God is in heaven and does whatever he desires. I read that in Psalms a while back.
Lately (by which I mean the past 10 years) I've been wrestling with biblical authority, preaching, and pastors who don't know what they are talking about.
I hold to the deepest, most specific view of inspiration - that all scripture is inspired by God, or God-breathed (Timothy passage). I take that to mean that if God takes the time to breathe scripture, he is also going to take time to do it exactly as he desires, meaning pick the ideas, concepts, phrases, and words he wants to use. He uses human hands, but ultimately it is his eternal Word and even the smallest letter will disappear from it.
When pastors preach, they proclaim the Word of God. They study God's Word (scripture) and they hear God's Word (his voice, leading, etc) by praying and listening.
What about pastors who preach, but say things that aren't true?
Sure, that's a wide spectrum for wrong versus right, with lots of grey and room for debate. When I say wrong, I have a specific situation in mind:
A pastor was teaching through the book of Job, and was talking about suffering. He made a comment that he did not believe God curses people for any reason, because God isn't like that.
Apparently this pastor has not read much at all of the Old Testament because it is such a vastly dominant theme that I knew about blessings and cursings years before I even went to seminary. Well, I was there, and I was going through a large number of serious issues all within the same week, so I suppose I was suffering in a sense.
What I heard was "Basically, I don't know anything at all about the Old Testament, so I will make something up that's not true. Now let's talk about how I studied this book here in Job." So I left, because my heart was torn, and I was not willing to listen to poor teaching particularly when it was relevant to me, but not taught faithfully to scripture. If the pastor was wrong about that, who knows what else he could be wrong about?
Afterwards I came back in, mentioned my life was falling apart, and he prayed for me. Not just a mere prayer to get me to leave him alone, but truely prayed for me. Seminary has taught me there are two kinds of knowledge - head knowledge and heart knowledge. He had clearly studied, but just didn't know what he didn't know about scripture. He deeply cared though, and deeply showed the love of Christ.

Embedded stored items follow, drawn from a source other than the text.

//! The canvas: owning container for nodes, connections, and groups.
//!
//! All structural mutation goes through [`Canvas`] methods, which is what
//! keeps the graph invariants local to this module:
//!
//! - a [`ConnectionId`] appears in both endpoint ports' lists, or neither;
//! - a data input holds at most one connection (connecting again replaces);
//! - removing a node removes every connection touching it;
//! - dynamic ports and properties always match the node's current
//!   [`DynamicLayout`](crate::node::DynamicLayout).
//!
//! Ports never reach back into the canvas; they are addressed by
//! [`PortRef`] and resolved here.

mod errors;
mod groups;

pub use errors::{CanvasError, ConnectError};
pub use groups::NodeGroup;

use std::sync::Arc;

use tokio_util::sync::CancellationToken;
use tracing::{debug, instrument, warn};

use crate::convert::{ConversionEngine, CustomConverter};
use crate::engine::{ExecutionEngine, ExecutionError, RunReport};
use crate::event_bus::{CanvasEvent, EventBus, EventEmitter};
use crate::node::{port_from_spec, DynamicLayout, NodeInstance, PortSpec, Property};
use crate::ports::{Connection, ElementOrigin, Port};
use crate::registry::NodeRegistry;
use crate::types::{ConnectionId, GroupId, NodeId, PortKind, PortRef};
use crate::value::{Value, ValueType};

/// A node-graph document: nodes, connections, groups, and the services
/// (registry, conversion engine, event bus) they share.
pub struct Canvas {
    registry: Arc<NodeRegistry>,
    convert: Arc<ConversionEngine>,
    nodes: Vec<NodeInstance>,
    connections: Vec<Connection>,
    groups: Vec<NodeGroup>,
    bus: EventBus,
    emitter: EventEmitter,
}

So, to all those pastors out there who long to be faithful to scripture, and preach from the depths of its riches and proclaim the vastness of the glory of God.... You need both, though generally people will care more about heart-knowledge. They care more that you pray and listen to God's voice than that you studied for 20 hours and know everything there is to know.
But don't neglect the Word, because heart-knowledge flows out of knowing who Christ is, how vast the depths of sin we were in, and how glorious the redemption through God himself paying the price of our sin.